▶ **TASK REQUIREMENTS**
Would you output the entries below only from the line containing "use std::fmt;" through the line containing "pattern-table read (0x0000-0x1FFF)", exactly as they stand and with both ends included?

== RECORDS FOR THIS TASK ==

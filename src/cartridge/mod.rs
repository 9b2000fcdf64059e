// Cartridge module - iNES ROM loading and the mapper contract
//
// A cartridge owns the PRG and CHR memories parsed out of an iNES image and
// a mapper that translates CPU/PPU bus addresses into indices of those
// memories (or services them from mapper-private RAM). The mapper also
// drives cartridge-side IRQs and dynamic nametable mirroring.
//
// # iNES format (bit-exact)
//
// ```text
// bytes 0..3   magic "NES\x1A"
// byte  4      PRG-ROM chunk count (16 KiB units)
// byte  5      CHR-ROM chunk count (8 KiB units; 0 means 8 KiB CHR-RAM)
// byte  6      flags6: bit 0 mirroring, bit 2 trainer, bits 4-7 mapper low nibble
// byte  7      flags7: bits 4-7 mapper high nibble
// bytes 8..15  reserved / size fields (ignored)
// ```
//
// A 512-byte trainer (flags6 bit 2) is skipped. Mapper id is
// `(flags7 & 0xF0) | (flags6 >> 4)`.

pub mod mappers;

use std::fmt;
use std::fs;
use std::io;
use std::path::{Path, PathBuf};

pub use mappers::{create_mapper, MapperError};

/// Size of one PRG-ROM chunk (16 KiB)
pub const PRG_CHUNK_SIZE: usize = 16 * 1024;

/// Size of one CHR chunk (8 KiB)
pub const CHR_CHUNK_SIZE: usize = 8 * 1024;

/// Length of the iNES header
const HEADER_SIZE: usize = 16;

/// Length of the optional trainer blob
const TRAINER_SIZE: usize = 512;

/// Nametable mirroring arrangement
///
/// `HardwareHeader` defers to the solder-pad bit in the iNES header;
/// mappers with mirroring control (MMC1, MMC3) return one of the concrete
/// variants instead.
#[derive(Debug, Clone, Copy, PartialEq, Eq)]
pub enum Mirroring {
    OneScreenLow,
    OneScreenHigh,
    Horizontal,
    Vertical,
    HardwareHeader,
}

/// Result of a mapper address translation
///
/// - `Unmapped`: the mapper does not claim the address; the access falls
///   through (reads return nothing, writes are dropped).
/// - `RomAddress`: an index into the cartridge's PRG memory (CPU side) or
///   CHR memory (PPU side). On the PPU write path this is only honored
///   when the CHR memory is RAM.
/// - `RamHit`: the mapper serviced the access internally (WRAM or a bank
///   register); the payload is the byte read, or the byte stored for
///   writes.
#[derive(Debug, Clone, Copy, PartialEq, Eq)]
pub enum MapResult {
    Unmapped,
    RomAddress(u32),
    RamHit(u8),
}

/// The cartridge mapper contract
///
/// Implementations translate bus addresses to ROM indices, own any
/// mapper-private RAM and bank registers, and expose the cartridge IRQ
/// line. `scanline_tick` is invoked by the PPU once per rendered scanline
/// (MMC3 counts these for its IRQ).
pub trait Mapper {
    /// Translate a CPU bus read (0x4020-0xFFFF)
    fn cpu_map_read(&self, addr: u16) -> MapResult;

    /// Translate (or consume) a CPU bus write
    fn cpu_map_write(&mut self, addr: u16, data: u8) -> MapResult;

    /// Translate a PPU pattern-table read (0x0000-0x1FFF)
    fn ppu_map_read(&self, addr: u16) -> MapResult;

    /// Translate a PPU pattern-table write
    fn ppu_map_write(&mut self, addr: u16) -> MapResult;

    /// Current nametable mirroring
    fn mirroring(&self) -> Mirroring {
        Mirroring::HardwareHeader
    }

    /// Level state of the cartridge IRQ line
    fn irq_state(&self) -> bool {
        false
    }

    /// Acknowledge a delivered IRQ
    fn irq_clear(&mut self) {}

    /// One visible scanline elapsed with rendering enabled
    fn scanline_tick(&mut self) {}
}

/// Parsed iNES header fields
#[derive(Debug, Clone, Copy)]
pub struct INesHeader {
    /// PRG-ROM size in 16 KiB chunks
    pub prg_chunks: u8,
    /// CHR-ROM size in 8 KiB chunks (0 = cartridge supplies CHR-RAM)
    pub chr_chunks: u8,
    /// Flags byte 6 (mirroring, trainer, mapper low nibble)
    pub flags6: u8,
    /// Flags byte 7 (mapper high nibble)
    pub flags7: u8,
}

impl INesHeader {
    /// Mapper id from the two flag nibbles
    pub fn mapper_id(&self) -> u8 {
        (self.flags7 & 0xF0) | (self.flags6 >> 4)
    }

    /// Hard-wired mirroring from flags6 bit 0
    pub fn mirroring(&self) -> Mirroring {
        if self.flags6 & 0x01 != 0 {
            Mirroring::Vertical
        } else {
            Mirroring::Horizontal
        }
    }

    /// Whether a 512-byte trainer precedes the PRG data
    pub fn has_trainer(&self) -> bool {
        self.flags6 & 0x04 != 0
    }
}

/// Error type for ROM loading
#[derive(Debug)]
pub enum INesError {
    /// Underlying file I/O failure
    Io(io::Error),
    /// Header magic is not "NES\x1A"
    BadMagic,
    /// File is shorter than the header advertises
    Truncated { expected: usize, actual: usize },
    /// Header reports zero PRG-ROM chunks
    NoPrgRom,
    /// Mapper construction failed (unsupported id)
    Mapper(MapperError),
}

impl fmt::Display for INesError {
    fn fmt(&self, f: &mut fmt::Formatter<'_>) -> fmt::Result {
        match self {
            INesError::Io(err) => write!(f, "failed to read ROM file: {}", err),
            INesError::BadMagic => write!(f, "not an iNES image (bad magic)"),
            INesError::Truncated { expected, actual } => {
                write!(
                    f,
                    "truncated ROM image: header promises {} bytes, file holds {}",
                    expected, actual
                )
            }
            INesError::NoPrgRom => write!(f, "ROM image reports zero PRG-ROM chunks"),
            INesError::Mapper(err) => write!(f, "{}", err),
        }
    }
}

impl std::error::Error for INesError {}

impl From<io::Error> for INesError {
    fn from(err: io::Error) -> Self {
        INesError::Io(err)
    }
}

impl From<MapperError> for INesError {
    fn from(err: MapperError) -> Self {
        INesError::Mapper(err)
    }
}

/// A loaded cartridge: header fields, PRG/CHR memories and the mapper
///
/// The ROM buffers are immutable after load, except that CHR memory is
/// writable when the header reported zero CHR chunks (CHR-RAM).
pub struct Cartridge {
    header: INesHeader,
    program_memory: Vec<u8>,
    char_memory: Vec<u8>,
    chr_is_ram: bool,
    mapper: Box<dyn Mapper>,
}

impl Cartridge {
    /// Load a cartridge from an iNES file on disk
    ///
    /// Battery-backed mappers persist their WRAM next to the ROM as
    /// `{rom_basename}.sav`.
    pub fn from_ines_file<P: AsRef<Path>>(path: P) -> Result<Self, INesError> {
        let path = path.as_ref();
        let bytes = fs::read(path)?;
        let save_path = path.with_extension("sav");
        let cartridge = Self::from_ines_bytes(&bytes, Some(save_path))?;

        log::info!(
            "loaded {}: mapper {}, {} KiB PRG, {} KiB CHR{}",
            path.display(),
            cartridge.mapper_id(),
            cartridge.program_memory.len() / 1024,
            cartridge.char_memory.len() / 1024,
            if cartridge.chr_is_ram { " (RAM)" } else { "" },
        );

        Ok(cartridge)
    }

    /// Load a cartridge from an in-memory iNES image
    ///
    /// `save_path` is handed to battery-backed mappers; pass `None` to keep
    /// WRAM volatile (tests do this).
    pub fn from_ines_bytes(bytes: &[u8], save_path: Option<PathBuf>) -> Result<Self, INesError> {
        if bytes.len() < HEADER_SIZE || &bytes[0..4] != b"NES\x1A" {
            return Err(INesError::BadMagic);
        }

        let header = INesHeader {
            prg_chunks: bytes[4],
            chr_chunks: bytes[5],
            flags6: bytes[6],
            flags7: bytes[7],
        };

        if header.prg_chunks == 0 {
            return Err(INesError::NoPrgRom);
        }

        let mut offset = HEADER_SIZE;
        if header.has_trainer() {
            offset += TRAINER_SIZE;
        }

        let prg_size = header.prg_chunks as usize * PRG_CHUNK_SIZE;
        let chr_size = header.chr_chunks as usize * CHR_CHUNK_SIZE;
        let expected = offset + prg_size + chr_size;
        if bytes.len() < expected {
            return Err(INesError::Truncated {
                expected,
                actual: bytes.len(),
            });
        }

        let program_memory = bytes[offset..offset + prg_size].to_vec();
        offset += prg_size;

        // Zero CHR chunks means the board carries 8 KiB of CHR-RAM instead
        let (char_memory, chr_is_ram) = if header.chr_chunks == 0 {
            (vec![0u8; CHR_CHUNK_SIZE], true)
        } else {
            (bytes[offset..offset + chr_size].to_vec(), false)
        };

        let mapper = create_mapper(&header, save_path)?;

        Ok(Cartridge {
            header,
            program_memory,
            char_memory,
            chr_is_ram,
            mapper,
        })
    }

    /// Mapper id from the header nibbles
    pub fn mapper_id(&self) -> u8 {
        self.header.mapper_id()
    }

    /// Parsed header fields
    pub fn header(&self) -> &INesHeader {
        &self.header
    }

    /// Read from the CPU bus (0x4020-0xFFFF)
    ///
    /// Returns `None` when the mapper leaves the address unmapped, letting
    /// the bus fall through to open-bus behavior.
    pub fn cpu_read(&self, addr: u16) -> Option<u8> {
        match self.mapper.cpu_map_read(addr) {
            MapResult::Unmapped => None,
            MapResult::RomAddress(index) => {
                Some(self.program_memory[index as usize % self.program_memory.len()])
            }
            MapResult::RamHit(data) => Some(data),
        }
    }

    /// Write from the CPU bus; returns true when the cartridge claimed it
    pub fn cpu_write(&mut self, addr: u16, data: u8) -> bool {
        match self.mapper.cpu_map_write(addr, data) {
            MapResult::Unmapped => false,
            // PRG is ROM; bank-switch writes are consumed by the mapper
            // before this point, so a RomAddress on the write path is
            // claimed but dropped.
            MapResult::RomAddress(_) => true,
            MapResult::RamHit(_) => true,
        }
    }

    /// Read from the PPU bus pattern-table region (0x0000-0x1FFF)
    pub fn ppu_read(&self, addr: u16) -> Option<u8> {
        match self.mapper.ppu_map_read(addr) {
            MapResult::Unmapped => None,
            MapResult::RomAddress(index) => {
                Some(self.char_memory[index as usize % self.char_memory.len()])
            }
            MapResult::RamHit(data) => Some(data),
        }
    }

    /// Write to the PPU bus pattern-table region; only lands when the
    /// cartridge carries CHR-RAM
    pub fn ppu_write(&mut self, addr: u16, data: u8) -> bool {
        match self.mapper.ppu_map_write(addr) {
            MapResult::Unmapped => false,
            MapResult::RomAddress(index) => {
                if self.chr_is_ram {
                    let len = self.char_memory.len();
                    self.char_memory[index as usize % len] = data;
                }
                true
            }
            MapResult::RamHit(_) => true,
        }
    }

    /// Effective mirroring: the mapper's choice, or the header bit when the
    /// mapper defers
    pub fn mirroring(&self) -> Mirroring {
        match self.mapper.mirroring() {
            Mirroring::HardwareHeader => self.header.mirroring(),
            concrete => concrete,
        }
    }

    /// Cartridge IRQ line state
    pub fn irq_state(&self) -> bool {
        self.mapper.irq_state()
    }

    /// Acknowledge a delivered cartridge IRQ
    pub fn irq_clear(&mut self) {
        self.mapper.irq_clear()
    }

    /// Forward a rendered-scanline notification to the mapper
    pub fn scanline_tick(&mut self) {
        self.mapper.scanline_tick()
    }
}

===

▶ **ANSWER SECTION**
use std::fmt;
use std::fs;
use std::io;
use std::path::{Path, PathBuf};

pub use mappers::{create_mapper, MapperError};

/// Size of one PRG-ROM chunk (16 KiB)
pub const PRG_CHUNK_SIZE: usize = 16 * 1024;

/// Size of one CHR chunk (8 KiB)
pub const CHR_CHUNK_SIZE: usize = 8 * 1024;

/// Length of the iNES header
const HEADER_SIZE: usize = 16;

/// Length of the optional trainer blob
const TRAINER_SIZE: usize = 512;

/// Nametable mirroring arrangement
///
/// `HardwareHeader` defers to the solder-pad bit in the iNES header;
/// mappers with mirroring control (MMC1, MMC3) return one of the concrete
/// variants instead.
#[derive(Debug, Clone, Copy, PartialEq, Eq)]
pub enum Mirroring {
    OneScreenLow,
    OneScreenHigh,
    Horizontal,
    Vertical,
    HardwareHeader,
}

/// Result of a mapper address translation
///
/// - `Unmapped`: the mapper does not claim the address; the access falls
///   through (reads return nothing, writes are dropped).
/// - `RomAddress`: an index into the cartridge's PRG memory (CPU side) or
///   CHR memory (PPU side). On the PPU write path this is only honored
///   when the CHR memory is RAM.
/// - `RamHit`: the mapper serviced the access internally (WRAM or a bank
///   register); the payload is the byte read, or the byte stored for
///   writes.
#[derive(Debug, Clone, Copy, PartialEq, Eq)]
pub enum MapResult {
    Unmapped,
    RomAddress(u32),
    RamHit(u8),
}

/// The cartridge mapper contract
///
/// Implementations translate bus addresses to ROM indices, own any
/// mapper-private RAM and bank registers, and expose the cartridge IRQ
/// line. `scanline_tick` is invoked by the PPU once per rendered scanline
/// (MMC3 counts these for its IRQ).
pub trait Mapper {
    /// Translate a CPU bus read (0x4020-0xFFFF)
    fn cpu_map_read(&self, addr: u16) -> MapResult;

    /// Translate (or consume) a CPU bus write
    fn cpu_map_write(&mut self, addr: u16, data: u8) -> MapResult;

    /// Translate a PPU pattern-table read (0x0000-0x1FFF)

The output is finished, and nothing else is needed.